■ **EXERCISE**: What the task needs is the data below, written out verbatim.

[DATASET RECORDS Boundary: Start]

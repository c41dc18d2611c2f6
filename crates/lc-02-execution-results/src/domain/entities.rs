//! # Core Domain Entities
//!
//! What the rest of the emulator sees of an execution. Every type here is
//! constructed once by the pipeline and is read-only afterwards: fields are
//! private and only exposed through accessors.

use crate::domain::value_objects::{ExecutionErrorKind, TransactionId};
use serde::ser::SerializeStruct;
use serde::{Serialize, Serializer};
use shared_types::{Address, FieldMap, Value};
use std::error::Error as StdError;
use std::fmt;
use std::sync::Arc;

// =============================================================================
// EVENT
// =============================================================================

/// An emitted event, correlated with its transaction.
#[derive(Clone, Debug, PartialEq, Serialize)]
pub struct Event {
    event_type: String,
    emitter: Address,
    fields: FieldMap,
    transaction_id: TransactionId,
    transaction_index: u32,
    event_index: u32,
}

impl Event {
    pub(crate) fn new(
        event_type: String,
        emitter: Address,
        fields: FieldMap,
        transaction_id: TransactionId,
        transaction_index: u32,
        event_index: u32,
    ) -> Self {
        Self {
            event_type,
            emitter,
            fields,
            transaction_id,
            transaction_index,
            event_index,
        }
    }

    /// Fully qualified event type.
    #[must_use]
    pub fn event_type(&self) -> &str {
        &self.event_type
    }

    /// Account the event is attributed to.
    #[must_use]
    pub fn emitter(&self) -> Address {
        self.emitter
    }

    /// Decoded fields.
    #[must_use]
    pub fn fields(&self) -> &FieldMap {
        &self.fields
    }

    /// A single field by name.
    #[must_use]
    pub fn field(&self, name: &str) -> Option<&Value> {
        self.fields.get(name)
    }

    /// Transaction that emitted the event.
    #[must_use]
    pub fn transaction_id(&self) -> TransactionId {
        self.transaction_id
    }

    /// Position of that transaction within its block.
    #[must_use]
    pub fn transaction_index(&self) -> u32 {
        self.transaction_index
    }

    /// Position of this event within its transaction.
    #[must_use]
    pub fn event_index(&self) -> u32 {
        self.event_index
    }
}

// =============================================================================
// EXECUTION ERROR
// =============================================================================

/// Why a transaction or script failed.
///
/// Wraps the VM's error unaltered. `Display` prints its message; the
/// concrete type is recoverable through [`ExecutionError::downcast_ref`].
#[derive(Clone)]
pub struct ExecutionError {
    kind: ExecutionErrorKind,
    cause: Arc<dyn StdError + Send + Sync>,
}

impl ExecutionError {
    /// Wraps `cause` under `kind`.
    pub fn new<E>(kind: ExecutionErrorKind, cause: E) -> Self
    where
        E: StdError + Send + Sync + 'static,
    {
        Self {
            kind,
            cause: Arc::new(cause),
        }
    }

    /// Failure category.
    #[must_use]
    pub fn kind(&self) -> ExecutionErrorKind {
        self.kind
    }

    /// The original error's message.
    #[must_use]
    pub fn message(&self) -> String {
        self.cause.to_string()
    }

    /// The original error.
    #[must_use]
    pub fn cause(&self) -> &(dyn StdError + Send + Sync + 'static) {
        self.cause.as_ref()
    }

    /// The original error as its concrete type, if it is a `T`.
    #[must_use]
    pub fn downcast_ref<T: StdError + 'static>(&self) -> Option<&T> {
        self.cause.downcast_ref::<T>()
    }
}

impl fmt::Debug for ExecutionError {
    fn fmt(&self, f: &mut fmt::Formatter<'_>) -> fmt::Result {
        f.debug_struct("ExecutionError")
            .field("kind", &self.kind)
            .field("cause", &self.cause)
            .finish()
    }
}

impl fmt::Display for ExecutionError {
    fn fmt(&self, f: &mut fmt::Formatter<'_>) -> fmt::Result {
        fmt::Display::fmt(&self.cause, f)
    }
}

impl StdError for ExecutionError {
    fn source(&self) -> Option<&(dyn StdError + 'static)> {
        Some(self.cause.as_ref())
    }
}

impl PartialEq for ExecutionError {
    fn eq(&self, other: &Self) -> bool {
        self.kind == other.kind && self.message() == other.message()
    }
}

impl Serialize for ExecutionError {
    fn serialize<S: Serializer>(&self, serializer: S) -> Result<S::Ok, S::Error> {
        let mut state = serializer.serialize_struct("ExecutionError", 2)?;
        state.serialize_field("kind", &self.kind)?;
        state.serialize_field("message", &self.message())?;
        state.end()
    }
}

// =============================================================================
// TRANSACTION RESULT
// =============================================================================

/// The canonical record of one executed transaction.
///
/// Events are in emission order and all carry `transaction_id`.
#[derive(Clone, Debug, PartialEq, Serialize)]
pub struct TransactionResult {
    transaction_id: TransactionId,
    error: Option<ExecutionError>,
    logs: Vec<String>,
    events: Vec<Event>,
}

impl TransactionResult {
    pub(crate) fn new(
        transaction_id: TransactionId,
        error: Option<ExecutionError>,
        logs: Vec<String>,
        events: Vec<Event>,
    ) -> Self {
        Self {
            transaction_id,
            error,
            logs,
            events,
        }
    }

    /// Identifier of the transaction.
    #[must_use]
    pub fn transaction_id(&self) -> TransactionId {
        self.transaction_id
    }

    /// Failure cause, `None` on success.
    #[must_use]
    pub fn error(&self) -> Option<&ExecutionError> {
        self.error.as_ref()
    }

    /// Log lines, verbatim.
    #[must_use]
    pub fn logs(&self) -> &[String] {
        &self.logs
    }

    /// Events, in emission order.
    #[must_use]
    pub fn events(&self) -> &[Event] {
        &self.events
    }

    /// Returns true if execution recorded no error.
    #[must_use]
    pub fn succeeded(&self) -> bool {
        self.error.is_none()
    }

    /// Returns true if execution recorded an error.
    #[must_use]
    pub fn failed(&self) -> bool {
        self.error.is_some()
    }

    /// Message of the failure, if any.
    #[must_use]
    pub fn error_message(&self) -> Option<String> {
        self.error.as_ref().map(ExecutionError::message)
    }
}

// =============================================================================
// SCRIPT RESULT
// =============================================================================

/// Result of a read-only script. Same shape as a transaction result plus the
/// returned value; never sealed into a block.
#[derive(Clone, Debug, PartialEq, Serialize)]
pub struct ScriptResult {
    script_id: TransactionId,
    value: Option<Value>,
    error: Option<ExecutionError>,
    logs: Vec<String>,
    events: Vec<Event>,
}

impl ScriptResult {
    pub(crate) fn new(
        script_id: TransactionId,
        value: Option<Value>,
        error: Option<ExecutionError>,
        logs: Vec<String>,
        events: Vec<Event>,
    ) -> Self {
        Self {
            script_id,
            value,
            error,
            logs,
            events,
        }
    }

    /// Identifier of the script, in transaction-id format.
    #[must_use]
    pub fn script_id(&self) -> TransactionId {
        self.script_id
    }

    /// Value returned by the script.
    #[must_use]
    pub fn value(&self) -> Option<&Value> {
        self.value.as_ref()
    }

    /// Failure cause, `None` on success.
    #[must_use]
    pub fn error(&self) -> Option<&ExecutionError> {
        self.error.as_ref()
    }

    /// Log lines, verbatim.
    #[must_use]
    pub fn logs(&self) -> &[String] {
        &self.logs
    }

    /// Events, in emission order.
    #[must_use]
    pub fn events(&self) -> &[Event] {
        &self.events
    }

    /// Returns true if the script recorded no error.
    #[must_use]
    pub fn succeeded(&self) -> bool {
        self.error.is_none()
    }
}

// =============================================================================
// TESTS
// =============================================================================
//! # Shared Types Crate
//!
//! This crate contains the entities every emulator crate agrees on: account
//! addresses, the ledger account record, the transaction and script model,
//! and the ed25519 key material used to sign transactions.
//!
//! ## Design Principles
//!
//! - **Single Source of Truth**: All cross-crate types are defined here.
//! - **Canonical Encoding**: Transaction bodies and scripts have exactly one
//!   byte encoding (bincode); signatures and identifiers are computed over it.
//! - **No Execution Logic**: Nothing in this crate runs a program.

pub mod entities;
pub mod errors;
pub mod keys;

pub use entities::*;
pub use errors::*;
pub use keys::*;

[DATASET RECORDS Boundary: End]

■ **WRITTEN SOLUTION**:
repository c41dc18d2611c2f6
filename crates/lc-02-execution-results/src/domain/entities.rs
//! # Core Domain Entities
//!
//! What the rest of the emulator sees of an execution. Every type here is
//! constructed once by the pipeline and is read-only afterwards: fields are
//! private and only exposed through accessors.

use crate::domain::value_objects::{ExecutionErrorKind, TransactionId};
use serde::ser::SerializeStruct;
use serde::{Serialize, Serializer};
use shared_types::{Address, FieldMap, Value};
use std::error::Error as StdError;
use std::fmt;
use std::sync::Arc;

// =============================================================================
// EVENT
// =============================================================================

/// An emitted event, correlated with its transaction.
#[derive(Clone, Debug, PartialEq, Serialize)]
pub struct Event {
    event_type: String,
    emitter: Address,
    fields: FieldMap,
    transaction_id: TransactionId,
    transaction_index: u32,
    event_index: u32,
}

impl Event {
    pub(crate) fn new(
        event_type: String,
        emitter: Address,
        fields: FieldMap,
        transaction_id: TransactionId,
        transaction_index: u32,
        event_index: u32,
    ) -> Self {
        Self {
            event_type,
            emitter,
            fields,
            transaction_id,
            transaction_index,
            event_index,
        }
    }

    /// Fully qualified event type.
    #[must_use]
    pub fn event_type(&self) -> &str {
        &self.event_type
    }

    /// Account the event is attributed to.
    #[must_use]
    pub fn emitter(&self) -> Address {
        self.emitter
    }

    /// Decoded fields.
    #[must_use]
    pub fn fields(&self) -> &FieldMap {
        &self.fields
    }

    /// A single field by name.
    #[must_use]
    pub fn field(&self, name: &str) -> Option<&Value> {
        self.fields.get(name)
    }

    /// Transaction that emitted the event.
    #[must_use]
    pub fn transaction_id(&self) -> TransactionId {
        self.transaction_id
    }

    /// Position of that transaction within its block.
    #[must_use]
    pub fn transaction_index(&self) -> u32 {
        self.transaction_index
    }

    /// Position of this event within its transaction.
    #[must_use]
    pub fn event_index(&self) -> u32 {
        self.event_index
    }
}

// =============================================================================
// EXECUTION ERROR
// =============================================================================

/// Why a transaction or script failed.
///
/// Wraps the VM's error unaltered. `Display` prints its message; the
/// concrete type is recoverable through [`ExecutionError::downcast_ref`].
#[derive(Clone)]
pub struct ExecutionError {
    kind: ExecutionErrorKind,
    cause: Arc<dyn StdError + Send + Sync>,
}

impl ExecutionError {
    /// Wraps `cause` under `kind`.
    pub fn new<E>(kind: ExecutionErrorKind, cause: E) -> Self
    where
        E: StdError + Send + Sync + 'static,
    {
        Self {
            kind,
            cause: Arc::new(cause),
        }
    }

    /// Failure category.
    #[must_use]
    pub fn kind(&self) -> ExecutionErrorKind {
        self.kind
    }

    /// The original error's message.
    #[must_use]
    pub fn message(&self) -> String {
        self.cause.to_string()
    }

    /// The original error.
    #[must_use]
    pub fn cause(&self) -> &(dyn StdError + Send + Sync + 'static) {
        self.cause.as_ref()
    }

    /// The original error as its concrete type, if it is a `T`.
    #[must_use]
    pub fn downcast_ref<T: StdError + 'static>(&self) -> Option<&T> {
        self.cause.downcast_ref::<T>()
    }
}

impl fmt::Debug for ExecutionError {
    fn fmt(&self, f: &mut fmt::Formatter<'_>) -> fmt::Result {
        f.debug_struct("ExecutionError")
            .field("kind", &self.kind)
            .field("cause", &self.cause)
            .finish()
    }
}

impl fmt::Display for ExecutionError {
    fn fmt(&self, f: &mut fmt::Formatter<'_>) -> fmt::Result {
        fmt::Display::fmt(&self.cause, f)
    }
}

impl StdError for ExecutionError {
    fn source(&self) -> Option<&(dyn StdError + 'static)> {
        Some(self.cause.as_ref())
    }
}

impl PartialEq for ExecutionError {
    fn eq(&self, other: &Self) -> bool {
        self.kind == other.kind && self.message() == other.message()
    }
}

impl Serialize for ExecutionError {
    fn serialize<S: Serializer>(&self, serializer: S) -> Result<S::Ok, S::Error> {
        let mut state = serializer.serialize_struct("ExecutionError", 2)?;
        state.serialize_field("kind", &self.kind)?;
        state.serialize_field("message", &self.message())?;
        state.end()
    }
}

// =============================================================================
// TRANSACTION RESULT
// =============================================================================

/// The canonical record of one executed transaction.
///
/// Events are in emission order and all carry `transaction_id`.
#[derive(Clone, Debug, PartialEq, Serialize)]
pub struct TransactionResult {
    transaction_id: TransactionId,
    error: Option<ExecutionError>,
    logs: Vec<String>,
    events: Vec<Event>,
}

impl TransactionResult {
    pub(crate) fn new(
        transaction_id: TransactionId,
        error: Option<ExecutionError>,
        logs: Vec<String>,
        events: Vec<Event>,
    ) -> Self {
        Self {
            transaction_id,
            error,
            logs,
            events,
        }
    }

    /// Identifier of the transaction.
    #[must_use]
    pub fn transaction_id(&self) -> TransactionId {
        self.transaction_id
    }

    /// Failure cause, `None` on success.
    #[must_use]
    pub fn error(&self) -> Option<&ExecutionError> {
        self.error.as_ref()
    }

    /// Log lines, verbatim.
    #[must_use]
    pub fn logs(&self) -> &[String] {
        &self.logs
    }

    /// Events, in emission order.
    #[must_use]
    pub fn events(&self) -> &[Event] {
        &self.events
    }

    /// Returns true if execution recorded no error.
    #[must_use]
    pub fn succeeded(&self) -> bool {
        self.error.is_none()
    }

    /// Returns true if execution recorded an error.
    #[must_use]
    pub fn failed(&self) -> bool {
        self.error.is_some()
    }

    /// Message of the failure, if any.
    #[must_use]
    pub fn error_message(&self) -> Option<String> {
        self.error.as_ref().map(ExecutionError::message)
    }
}

// =============================================================================
// SCRIPT RESULT
// =============================================================================

/// Result of a read-only script. Same shape as a transaction result plus the
/// returned value; never sealed into a block.
#[derive(Clone, Debug, PartialEq, Serialize)]
pub struct ScriptResult {
    script_id: TransactionId,
    value: Option<Value>,
    error: Option<ExecutionError>,
    logs: Vec<String>,
    events: Vec<Event>,
}

impl ScriptResult {
    pub(crate) fn new(
        script_id: TransactionId,
        value: Option<Value>,
        error: Option<ExecutionError>,
        logs: Vec<String>,
        events: Vec<Event>,
    ) -> Self {
        Self {
            script_id,
            value,
            error,
            logs,
            events,
        }
    }

    /// Identifier of the script, in transaction-id format.
    #[must_use]
    pub fn script_id(&self) -> TransactionId {
        self.script_id
    }

    /// Value returned by the script.
    #[must_use]
    pub fn value(&self) -> Option<&Value> {
        self.value.as_ref()
    }

    /// Failure cause, `None` on success.
    #[must_use]
    pub fn error(&self) -> Option<&ExecutionError> {
        self.error.as_ref()
    }

    /// Log lines, verbatim.
    #[must_use]
    pub fn logs(&self) -> &[String] {
        &self.logs
    }

    /// Events, in emission order.
    #[must_use]
    pub fn events(&self) -> &[Event] {
        &self.events
    }

    /// Returns true if the script recorded no error.
    #[must_use]
    pub fn succeeded(&self) -> bool {
        self.error.is_none()
    }
}

// =============================================================================
// TESTS
// =============================================================================
//! # Shared Types Crate
//!
//! This crate contains the entities every emulator crate agrees on: account
//! addresses, the ledger account record, the transaction and script model,
//! and the ed25519 key material used to sign transactions.
//!
//! ## Design Principles
//!
//! - **Single Source of Truth**: All cross-crate types are defined here.
//! - **Canonical Encoding**: Transaction bodies and scripts have exactly one
//!   byte encoding (bincode); signatures and identifiers are computed over it.
//! - **No Execution Logic**: Nothing in this crate runs a program.

pub mod entities;
pub mod errors;
pub mod keys;

pub use entities::*;
pub use errors::*;
pub use keys::*;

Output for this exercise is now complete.